Catherine Rampell: Why do Republicans hate consumers?

Why do Republicans hate consumers so much?

Seriously. It’s bizarre. Whenever they get the chance, Republican officials seem intent on bleeding consumers dry. Or at least celebrating others’ bloodletting.

Such consumers might be 9/11 first responders and brain-injured National Football League players alleged to have been bilked out of millions of dollars from legal settlements. Or a student who took out thousands of dollars in loans for a degree that turned out to be worthless, from a for-profit school that went belly up. Or an elderly man who was abused at a nursing home but is legally barred from suing.

Those are all actual cases in which a consumer has gotten squeezed, or was blocked from seeking recourse in a dispute with a business. And just about every time, Republican officials have come down against the consumer.

Consider President Trump’s nominee to lead the Consumer Financial Protection Bureau , who is scheduled to have her Senate confirmation hearing Thursday.

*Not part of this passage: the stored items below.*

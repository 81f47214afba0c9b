use uuid::Uuid;

/// Identifies entities that expose a stable unique identifier.
pub trait Identifiable {
    fn id(&self) -> Uuid;
}

/// Supplies a presentation-ready label for logs.
pub trait Displayable {
    fn display_label(&self) -> String;
}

Paul Krugman: The G.O.P.’s War on the Poor

Four years ago, on the 50th anniversary of Lyndon Johnson’s war on poverty, House Republicans led by Paul Ryan issued a report declaring that war a failure. Poverty, they asserted, hadn’t fallen. Therefore, they concluded, we must slash spending on the poor.

Last week, Donald Trump’s Council of Economic Advisers issued a new report on poverty, recognizing what most experts in the field have said: The standard poverty measure is badly flawed, and a better measure shows substantial progress. In fact, these advisers went so far as to assert that poverty is no longer a problem. (Do these people ever get out into the real world?)

Anyway, the war on poverty, said the report, “is largely over and a success.” And our response, says the Trump administration, should be to … slash spending on the poor.

O.K., the report doesn’t openly call for benefit cuts. Instead, it calls for the widespread imposition of work requirements for Medicaid, food stamps and other programs. But that would have the effect of sharply reducing those programs’ coverage.

Richard Wolffe: Trump outdoes Orwell in role as Moscow’s Agent Orange

The best disinformation and psy-ops campaigns are supposed to leave you dazed and confused, unable to discern truth from fiction, friend from foe, right from wrong.

So those who watched Donald Trump’s extraordinary press conference alongside Vladimir Putin might well be feeling nauseous, several hours later.

Listening to Trump’s responses about Russian acts of aggression, it was hard to know who was playing the role of the American president. His performance was so nakedly, brazenly pro-Russian, you had to wonder what ranks higher on the Trumpian scale of stupidity: the president’s own intellect or his dim view of ours.

George Orwell conjured up a totalitarian regime where Ignorance Is Strength, but he surely never conceived of this. How can we know that two and two make four, or that the DNC isn’t responsible for its own hacking, or that Vladimir Putin isn’t a bigger American friend than the entire European Union and Nato alliance?

As Trump explained so clearly, when he talks about Russia as a rival, he really means it as a compliment, no matter what your lying ears have told you.